> About this exercise:
Could you filter the records below and return each line that holds "insert"?
[Input for this task Boundary: Start]
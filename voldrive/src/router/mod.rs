//! Request routing: service name to driver instance to operation.
//!
//! Each request walks `Received → DriverResolved → DriverInitialized →
//! Executing → Completed | Failed`. Driver instances are created lazily, one
//! per service, and live as long as the router.

mod request;

use std::collections::HashMap;
use std::path::PathBuf;
use std::sync::Arc;

use parking_lot::RwLock;
use tracing::Instrument;
use voldrive_shared::errors::{VoldriveError, VoldriveResult};

use crate::config::{Config, keys as config_keys};
use crate::context::{Context, TransactionId, keys};
use crate::driver::{
    DriverInstance, DriverRegistry, MountInfo, Volume, VolumeAttachOpts, VolumeAttachment,
    VolumeCreateOpts, VolumeDetachOpts, VolumeInspectOpts, VolumeMountOpts, VolumeRemoveOpts,
    VolumeUnmountOpts, VolumesOpts,
};
use crate::executor::{ExecutorDispatcher, ExecutorHandle};
use crate::metrics::{RouterMetrics, RouterMetricsStorage};

pub use request::{RequestState, VolumeOp, VolumeReply, VolumeRequest};

pub struct Router {
    drivers: Arc<DriverRegistry>,
    dispatcher: Arc<ExecutorDispatcher>,
    config: Config,
    /// Keyed by lowercased service name.
    instances: RwLock<HashMap<String, Arc<DriverInstance>>>,
    metrics: Arc<RouterMetricsStorage>,
}

impl Router {
    /// Build a router over a sealed driver registry.
    ///
    /// The dispatcher should share `metrics` so executor counters land in
    /// the same snapshot.
    pub fn new(
        drivers: Arc<DriverRegistry>,
        dispatcher: Arc<ExecutorDispatcher>,
        config: Config,
        metrics: Arc<RouterMetricsStorage>,
    ) -> VoldriveResult<Self> {
        if !drivers.is_sealed() {
            return Err(VoldriveError::InvalidState(
                "driver registry must be sealed before routing".into(),
            ));
        }
        Ok(Self {
            drivers,
            dispatcher,
            config,
            instances: RwLock::new(HashMap::new()),
            metrics,
        })
    }

    pub fn config(&self) -> &Config {
        &self.config
    }

    pub fn dispatcher(&self) -> &Arc<ExecutorDispatcher> {
        &self.dispatcher
    }

    /// Services resolved so far, sorted.
    pub fn services(&self) -> Vec<String> {
        let mut names: Vec<String> = self
            .instances
            .read()
            .values()
            .map(|i| i.service().to_string())
            .collect();
        names.sort();
        names
    }

    pub fn metrics(&self) -> RouterMetrics {
        self.metrics.snapshot()
    }

    /// Route one request to its service's driver.
    pub async fn handle(&self, ctx: &Context, request: VolumeRequest) -> VoldriveResult<VolumeReply> {
        let ctx = match ctx.transaction_id() {
            Some(_) => ctx.clone(),
            None => ctx.with_transaction_id(TransactionId::new()),
        };
        let ctx = ctx.with_value(keys::SERVICE, request.service.clone());
        let operation = request.op.name();

        let span = ctx.span();
        let result = async {
            tracing::trace!(state = %RequestState::Received, operation, "Request");
            let instance = self.resolve(&request.service)?;

            let ctx = ctx
                .with_value(keys::DRIVER, instance.driver_name().to_string())
                .with_value(
                    keys::EXECUTOR,
                    ExecutorHandle::new(
                        Arc::clone(&self.dispatcher),
                        instance.driver_name(),
                        instance.config().clone(),
                    ),
                );
            tracing::trace!(
                state = %RequestState::DriverResolved,
                driver = %instance.driver_name(),
                "Request"
            );

            instance.ensure_initialized(&ctx).await?;
            tracing::trace!(state = %RequestState::DriverInitialized, "Request");

            tracing::trace!(state = %RequestState::Executing, operation, "Request");
            ctx.run(operation, execute(&instance, &ctx, request.op))
                .await
        }
        .instrument(span.clone())
        .await;

        self.metrics.record_request(result.is_err());
        let _enter = span.enter();
        match &result {
            Ok(_) => tracing::debug!(state = %RequestState::Completed, operation, "Request"),
            Err(e) => tracing::warn!(
                state = %RequestState::Failed,
                operation,
                error = %e,
                "Request"
            ),
        }
        result
    }

    /// The instance serving `service`, constructing it on first use.
    fn resolve(&self, service: &str) -> VoldriveResult<Arc<DriverInstance>> {
        if service.is_empty() {
            return Err(VoldriveError::InvalidArgument("service name is empty".into()));
        }
        let key = service.to_lowercase();
        if let Some(instance) = self.instances.read().get(&key) {
            return Ok(Arc::clone(instance));
        }

        let driver_name = self
            .config
            .get_string(&config_keys::service_driver(service))
            .filter(|d| !d.is_empty())
            .unwrap_or_else(|| service.to_string());

        let mut instances = self.instances.write();
        // Another request may have won the race while we waited.
        if let Some(instance) = instances.get(&key) {
            return Ok(Arc::clone(instance));
        }

        let driver = self.drivers.new_driver(&driver_name).map_err(|e| match e {
            VoldriveError::NotFound(_) => VoldriveError::NotFound(format!(
                "service {} (driver {})",
                service, driver_name
            )),
            other => other,
        })?;
        let scope = self
            .config
            .scope(&format!("{}.{}", config_keys::SERVICES, service));
        let instance = Arc::new(
            DriverInstance::new(service, driver, scope).with_metrics(Arc::clone(&self.metrics)),
        );
        tracing::debug!(service, driver = %driver_name, "Driver instance created");
        instances.insert(key, Arc::clone(&instance));
        Ok(instance)
    }

    // ========================================================================
    // CONVENIENCE
    // ========================================================================

    pub async fn volumes(
        &self,
        ctx: &Context,
        service: &str,
        opts: VolumesOpts,
    ) -> VoldriveResult<Vec<Volume>> {
        match self
            .handle(ctx, VolumeRequest::new(service, VolumeOp::Volumes { opts }))
            .await?
        {
            VolumeReply::Volumes(volumes) => Ok(volumes),
            other => Err(unexpected("volumes", &other)),
        }
    }

    pub async fn inspect(
        &self,
        ctx: &Context,
        service: &str,
        volume: &str,
        opts: VolumeInspectOpts,
    ) -> VoldriveResult<Volume> {
        let op = VolumeOp::Inspect {
            volume: volume.to_string(),
            opts,
        };
        expect_volume("inspect", self.handle(ctx, VolumeRequest::new(service, op)).await?)
    }

    pub async fn create(
        &self,
        ctx: &Context,
        service: &str,
        name: &str,
        opts: VolumeCreateOpts,
    ) -> VoldriveResult<Volume> {
        let op = VolumeOp::Create {
            name: name.to_string(),
            opts,
        };
        expect_volume("create", self.handle(ctx, VolumeRequest::new(service, op)).await?)
    }

    pub async fn remove(
        &self,
        ctx: &Context,
        service: &str,
        volume: &str,
        opts: VolumeRemoveOpts,
    ) -> VoldriveResult<()> {
        let op = VolumeOp::Remove {
            volume: volume.to_string(),
            opts,
        };
        match self.handle(ctx, VolumeRequest::new(service, op)).await? {
            VolumeReply::Removed => Ok(()),
            other => Err(unexpected("remove", &other)),
        }
    }

    pub async fn attach(
        &self,
        ctx: &Context,
        service: &str,
        volume: &str,
        opts: VolumeAttachOpts,
    ) -> VoldriveResult<VolumeAttachment> {
        let op = VolumeOp::Attach {
            volume: volume.to_string(),
            opts,
        };
        match self.handle(ctx, VolumeRequest::new(service, op)).await? {
            VolumeReply::Attachment(attachment) => Ok(attachment),
            other => Err(unexpected("attach", &other)),
        }
    }

    pub async fn detach(
        &self,
        ctx: &Context,
        service: &str,
        volume: &str,
        opts: VolumeDetachOpts,
    ) -> VoldriveResult<Volume> {
        let op = VolumeOp::Detach {
            volume: volume.to_string(),
            opts,
        };
        expect_volume("detach", self.handle(ctx, VolumeRequest::new(service, op)).await?)
    }

    pub async fn mount(
        &self,
        ctx: &Context,
        service: &str,
        volume: &str,
        opts: VolumeMountOpts,
    ) -> VoldriveResult<MountInfo> {
        let op = VolumeOp::Mount {
            volume: volume.to_string(),
            opts,
        };
        match self.handle(ctx, VolumeRequest::new(service, op)).await? {
            VolumeReply::Mount(info) => Ok(info),
            other => Err(unexpected("mount", &other)),
        }
    }

    pub async fn unmount(
        &self,
        ctx: &Context,
        service: &str,
        volume: &str,
        opts: VolumeUnmountOpts,
    ) -> VoldriveResult<Volume> {
        let op = VolumeOp::Unmount {
            volume: volume.to_string(),
            opts,
        };
        expect_volume("unmount", self.handle(ctx, VolumeRequest::new(service, op)).await?)
    }

    pub async fn path(
        &self,
        ctx: &Context,
        service: &str,
        volume: &str,
    ) -> VoldriveResult<Option<PathBuf>> {
        let op = VolumeOp::Path {
            volume: volume.to_string(),
        };
        match self.handle(ctx, VolumeRequest::new(service, op)).await? {
            VolumeReply::Path(path) => Ok(path),
            other => Err(unexpected("path", &other)),
        }
    }
}

impl std::fmt::Debug for Router {
    fn fmt(&self, f: &mut std::fmt::Formatter<'_>) -> std::fmt::Result {
        f.debug_struct("Router")
            .field("drivers", &self.drivers)
            .field("dispatcher", &self.dispatcher)
            .field("services", &self.services())
            .finish()
    }
}

async fn execute(
    instance: &DriverInstance,
    ctx: &Context,
    op: VolumeOp,
) -> VoldriveResult<VolumeReply> {
    let reply = match op {
        VolumeOp::Volumes { opts } => VolumeReply::Volumes(instance.volumes(ctx, &opts).await?),
        VolumeOp::Inspect { volume, opts } => {
            VolumeReply::Volume(instance.inspect(ctx, &volume, &opts).await?)
        }
        VolumeOp::Create { name, opts } => {
            VolumeReply::Volume(instance.create(ctx, &name, &opts).await?)
        }
        VolumeOp::Remove { volume, opts } => {
            instance.remove(ctx, &volume, &opts).await?;
            VolumeReply::Removed
        }
        VolumeOp::Attach { volume, opts } => {
            VolumeReply::Attachment(instance.attach(ctx, &volume, &opts).await?)
        }
        VolumeOp::Detach { volume, opts } => {
            VolumeReply::Volume(instance.detach(ctx, &volume, &opts).await?)
        }
        VolumeOp::Mount { volume, opts } => {
            VolumeReply::Mount(instance.mount(ctx, &volume, &opts).await?)
        }
        VolumeOp::Unmount { volume, opts } => {
            VolumeReply::Volume(instance.unmount(ctx, &volume, &opts).await?)
        }
        VolumeOp::Path { volume } => VolumeReply::Path(instance.path(ctx, &volume).await?),
    };
    Ok(reply)
}

fn expect_volume(operation: &str, reply: VolumeReply) -> VoldriveResult<Volume> {
    match reply {
        VolumeReply::Volume(volume) => Ok(volume),
        other => Err(unexpected(operation, &other)),
    }
}

fn unexpected(operation: &str, reply: &VolumeReply) -> VoldriveError {
    VoldriveError::Internal(format!("{} returned an unexpected reply: {:?}", operation, reply))
}
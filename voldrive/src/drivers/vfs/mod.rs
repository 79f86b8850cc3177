//! `vfs`: a local-filesystem backend.
//!
//! Volumes are rows in `<root>/vfs.db`; each volume's device is the
//! directory `<root>/dev/<volume-id>`. Attachments are recorded against the
//! instance id the executor reports, and mounts are symlinks the executor
//! creates. Useful for development and as the shape other backends follow.

mod executor;

use std::path::PathBuf;
use std::sync::OnceLock;

use async_trait::async_trait;
use chrono::Utc;
use voldrive_shared::errors::{VoldriveError, VoldriveResult};
use voldrive_shared::executor::InstanceId;

use crate::config::schema::{ConfigRegistration, KeyType, LinkedConfig};
use crate::config::Config;
use crate::context::Context;
use crate::db::{Database, VolumeStore};
use crate::driver::{
    AttachmentState, DriverRegistration, MountInfo, StorageDriver, Volume, VolumeAttachOpts,
    VolumeAttachment, VolumeCreateOpts, VolumeDetachOpts, VolumeInspectOpts, VolumeMountOpts,
    VolumeRemoveOpts, VolumeUnmountOpts, VolumesOpts,
};
use crate::executor::ExecutorRegistration;

pub use executor::VfsExecutor;

pub const NAME: &str = "vfs";
const DB_FILE: &str = "vfs.db";

pub mod config_keys {
    pub const ROOT: &str = "vfs.root";
    pub const INSTANCE_ID: &str = "vfs.instanceId";
}

inventory::submit! {
    DriverRegistration { name: NAME, constructor: VfsDriver::boxed }
}

inventory::submit! {
    ExecutorRegistration { name: NAME, constructor: VfsExecutor::boxed }
}

inventory::submit! {
    LinkedConfig { register: config_registration }
}

pub fn config_registration() -> ConfigRegistration {
    ConfigRegistration::new("vfs")
        .key(
            KeyType::String,
            None,
            serde_json::Value::Null,
            "Directory holding vfs volumes, default <lib>/vfs",
            config_keys::ROOT,
        )
        .key(
            KeyType::String,
            None,
            serde_json::Value::Null,
            "Instance id reported by the vfs executor, default the host name",
            config_keys::INSTANCE_ID,
        )
}

/// `vfs.root`, else `<paths.lib>/vfs` from the context.
pub(crate) fn resolve_root(ctx: &Context, config: &Config) -> VoldriveResult<PathBuf> {
    if let Some(root) = config.get_string(config_keys::ROOT).filter(|s| !s.is_empty()) {
        return Ok(PathBuf::from(root));
    }
    ctx.path_config()
        .map(|paths| paths.lib.join(NAME))
        .ok_or_else(|| {
            VoldriveError::InvalidConfig(format!(
                "{} is not set and no path configuration is available",
                config_keys::ROOT
            ))
        })
}

#[derive(Clone)]
struct State {
    root: PathBuf,
    store: VolumeStore,
}

impl State {
    fn device_path(&self, volume_id: &str) -> PathBuf {
        self.root.join("dev").join(volume_id)
    }
}

#[derive(Default)]
pub struct VfsDriver {
    state: OnceLock<State>,
}

impl VfsDriver {
    pub fn boxed() -> Box<dyn StorageDriver> {
        Box::new(Self::default())
    }

    fn state(&self) -> VoldriveResult<&State> {
        self.state
            .get()
            .ok_or_else(|| VoldriveError::UninitializedDriver(NAME.to_string()))
    }

    /// Run `f` against the store and volume tree on the blocking pool.
    async fn blocking<T, F>(&self, f: F) -> VoldriveResult<T>
    where
        F: FnOnce(&State) -> VoldriveResult<T> + Send + 'static,
        T: Send + 'static,
    {
        let state = self.state()?.clone();
        run_blocking(move || f(&state)).await
    }

    async fn local_instance(&self, ctx: &Context) -> VoldriveResult<InstanceId> {
        ctx.require_executor()?.instance_id(ctx).await
    }
}

async fn run_blocking<T, F>(f: F) -> VoldriveResult<T>
where
    F: FnOnce() -> VoldriveResult<T> + Send + 'static,
    T: Send + 'static,
{
    tokio::task::spawn_blocking(f)
        .await
        .map_err(|e| VoldriveError::Internal(format!("{} blocking task: {}", NAME, e)))?
}

fn strip_attachments(mut volume: Volume, keep: bool) -> Volume {
    if !keep {
        volume.attachments.clear();
    }
    volume
}

fn validate_name(name: &str) -> VoldriveResult<()> {
    if name.is_empty() || name.contains('/') || name == "." || name == ".." {
        return Err(VoldriveError::InvalidArgument(format!(
            "invalid volume name '{}'",
            name
        )));
    }
    Ok(())
}

#[async_trait]
impl StorageDriver for VfsDriver {
    fn name(&self) -> &str {
        NAME
    }

    async fn init(&self, ctx: &Context, config: &Config) -> VoldriveResult<()> {
        let root = resolve_root(ctx, config)?;
        let state = run_blocking(move || {
            for dir in [root.join("dev"), root.join("mnt")] {
                std::fs::create_dir_all(&dir).map_err(|e| {
                    VoldriveError::Storage(format!("failed to create {}: {}", dir.display(), e))
                })?;
            }
            let store = VolumeStore::new(Database::open(&root.join(DB_FILE))?);
            Ok(State { root, store })
        })
        .await?;

        tracing::info!(root = %state.root.display(), "vfs driver ready");
        self.state
            .set(state)
            .map_err(|_| VoldriveError::InvalidState(format!("{} already initialized", NAME)))
    }

    async fn volumes(&self, ctx: &Context, opts: &VolumesOpts) -> VoldriveResult<Vec<Volume>> {
        let mine = match opts.mine {
            true => Some(self.local_instance(ctx).await?),
            false => None,
        };
        let volumes = self
            .blocking(move |state| match mine {
                Some(instance) => state.store.attached_to(&instance.id),
                None => state.store.list(),
            })
            .await?;
        Ok(volumes
            .into_iter()
            .map(|v| strip_attachments(v, opts.attachments))
            .collect())
    }

    async fn inspect(
        &self,
        _ctx: &Context,
        volume: &str,
        opts: &VolumeInspectOpts,
    ) -> VoldriveResult<Volume> {
        let volume = volume.to_string();
        let found = self.blocking(move |state| state.store.require(&volume)).await?;
        Ok(strip_attachments(found, opts.attachments))
    }

    async fn create(
        &self,
        _ctx: &Context,
        name: &str,
        opts: &VolumeCreateOpts,
    ) -> VoldriveResult<Volume> {
        validate_name(name)?;
        let volume = Volume {
            id: ulid::Ulid::new().to_string().to_lowercase(),
            name: name.to_string(),
            size_gb: opts.size_gb,
            volume_type: opts.volume_type.clone(),
            iops: opts.iops,
            availability_zone: opts.availability_zone.clone(),
            encrypted: opts.encrypted,
            attachments: Vec::new(),
            fields: opts.fields.clone(),
            created_at: Utc::now(),
        };

        let volume = self
            .blocking(move |state| {
                if let Some(existing) = state.store.get(&volume.name)? {
                    return Err(VoldriveError::AlreadyExists(format!(
                        "volume {} (id {})",
                        volume.name, existing.id
                    )));
                }
                let device = state.device_path(&volume.id);
                std::fs::create_dir_all(&device)?;
                if let Err(e) = state.store.insert(&volume) {
                    let _ = std::fs::remove_dir_all(&device);
                    return Err(e);
                }
                Ok(volume)
            })
            .await?;

        tracing::info!(volume = %volume.name, id = %volume.id, "Created vfs volume");
        Ok(volume)
    }

    async fn remove(
        &self,
        _ctx: &Context,
        volume: &str,
        opts: &VolumeRemoveOpts,
    ) -> VoldriveResult<()> {
        let volume = volume.to_string();
        let force = opts.force;
        let removed = self
            .blocking(move |state| {
                let found = state.store.require(&volume)?;
                if found.is_attached() {
                    if !force {
                        return Err(VoldriveError::InvalidState(format!(
                            "volume {} is attached",
                            found.name
                        )));
                    }
                    tracing::warn!(volume = %found.name, "Force-removing attached vfs volume");
                }

                match std::fs::remove_dir_all(state.device_path(&found.id)) {
                    Err(e) if e.kind() != std::io::ErrorKind::NotFound => return Err(e.into()),
                    _ => {}
                }
                state.store.delete(&found.id)?;
                Ok(found)
            })
            .await?;

        tracing::info!(volume = %removed.name, id = %removed.id, "Removed vfs volume");
        Ok(())
    }

    async fn attach(
        &self,
        ctx: &Context,
        volume: &str,
        opts: &VolumeAttachOpts,
    ) -> VoldriveResult<VolumeAttachment> {
        let instance = self.local_instance(ctx).await?;
        let volume = volume.to_string();
        let opts = opts.clone();

        let (name, attachment, created) = self
            .blocking(move |state| {
                let mut found = state.store.require(&volume)?;
                if let Some(existing) = found.attachment_for(&instance) {
                    return Ok((found.name.clone(), existing.clone(), false));
                }
                if let Some(other) = found
                    .attachments
                    .iter()
                    .find(|a| a.state == AttachmentState::Attached)
                {
                    if !opts.force {
                        return Err(VoldriveError::InvalidState(format!(
                            "volume {} is attached to {}",
                            found.name, other.instance_id
                        )));
                    }
                    tracing::warn!(volume = %found.name, from = %other.instance_id, "Forcing vfs attachment");
                }

                let device = state.device_path(&found.id);
                let attachment = VolumeAttachment {
                    volume_id: found.id.clone(),
                    instance_id: instance,
                    device_name: Some(
                        opts.next_device
                            .unwrap_or_else(|| device.to_string_lossy().into_owned()),
                    ),
                    mount_point: None,
                    state: AttachmentState::Attached,
                };
                found.attachments = vec![attachment.clone()];
                state.store.update(&found)?;
                Ok((found.name, attachment, true))
            })
            .await?;

        if created {
            tracing::info!(volume = %name, instance = %attachment.instance_id, "Attached vfs volume");
        }
        Ok(attachment)
    }

    async fn detach(
        &self,
        ctx: &Context,
        volume: &str,
        opts: &VolumeDetachOpts,
    ) -> VoldriveResult<Volume> {
        let instance = self.local_instance(ctx).await?;
        let lookup = volume.to_string();
        let mut found = self.blocking(move |state| state.store.require(&lookup)).await?;

        let Some(attachment) = found
            .attachments
            .iter()
            .find(|a| a.state == AttachmentState::Attached)
            .cloned()
        else {
            return Ok(found);
        };
        if attachment.instance_id.id != instance.id && !opts.force {
            return Err(VoldriveError::InvalidState(format!(
                "volume {} is attached to {}",
                found.name, attachment.instance_id
            )));
        }
        if let Some(mount_point) = &attachment.mount_point {
            if attachment.instance_id.id == instance.id {
                ctx.require_executor()?.unmount(ctx, mount_point).await?;
            }
        }

        found.attachments.clear();
        let found = self
            .blocking(move |state| state.store.update(&found).map(|()| found))
            .await?;
        tracing::info!(volume = %found.name, "Detached vfs volume");
        Ok(found)
    }

    async fn mount(
        &self,
        ctx: &Context,
        volume: &str,
        opts: &VolumeMountOpts,
    ) -> VoldriveResult<MountInfo> {
        let attachment = self
            .attach(ctx, volume, &VolumeAttachOpts::default())
            .await?;
        let lookup = volume.to_string();
        let mut found = self.blocking(move |state| state.store.require(&lookup)).await?;
        let state = self.state()?;

        let target = match &opts.target {
            Some(target) => target.clone(),
            None => state.root.join("mnt").join(&found.name),
        };
        if let Some(current) = &attachment.mount_point {
            if *current != target {
                return Err(VoldriveError::InvalidState(format!(
                    "volume {} is already mounted at {}",
                    found.name,
                    current.display()
                )));
            }
        }

        let device = state.device_path(&found.id);
        ctx.require_executor()?
            .mount(ctx, &device.to_string_lossy(), &target, opts.read_only)
            .await?;

        for a in found.attachments.iter_mut() {
            if a.instance_id.id == attachment.instance_id.id {
                a.mount_point = Some(target.clone());
            }
        }
        let found = self
            .blocking(move |state| state.store.update(&found).map(|()| found))
            .await?;

        tracing::info!(volume = %found.name, target = %target.display(), "Mounted vfs volume");
        Ok(MountInfo {
            volume: found,
            mount_point: target,
        })
    }

    async fn unmount(
        &self,
        ctx: &Context,
        volume: &str,
        _opts: &VolumeUnmountOpts,
    ) -> VoldriveResult<Volume> {
        let instance = self.local_instance(ctx).await?;
        let lookup = volume.to_string();
        let mut found = self.blocking(move |state| state.store.require(&lookup)).await?;

        let mount_point = found
            .attachment_for(&instance)
            .and_then(|a| a.mount_point.clone());
        let Some(mount_point) = mount_point else {
            return Ok(found);
        };

        ctx.require_executor()?.unmount(ctx, &mount_point).await?;
        for a in found.attachments.iter_mut() {
            if a.instance_id.id == instance.id {
                a.mount_point = None;
            }
        }
        let found = self
            .blocking(move |state| state.store.update(&found).map(|()| found))
            .await?;

        tracing::info!(volume = %found.name, "Unmounted vfs volume");
        Ok(found)
    }

    async fn path(&self, ctx: &Context, volume: &str) -> VoldriveResult<Option<PathBuf>> {
        let instance = self.local_instance(ctx).await?;
        let volume = volume.to_string();
        let found = self.blocking(move |state| state.store.require(&volume)).await?;
        Ok(found
            .attachment_for(&instance)
            .and_then(|a| a.mount_point.clone()))
    }
}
[Input for this task Boundary: End]
> Answer for this exercise:
        instances.insert(key, Arc::clone(&instance));
                if let Err(e) = state.store.insert(&volume) {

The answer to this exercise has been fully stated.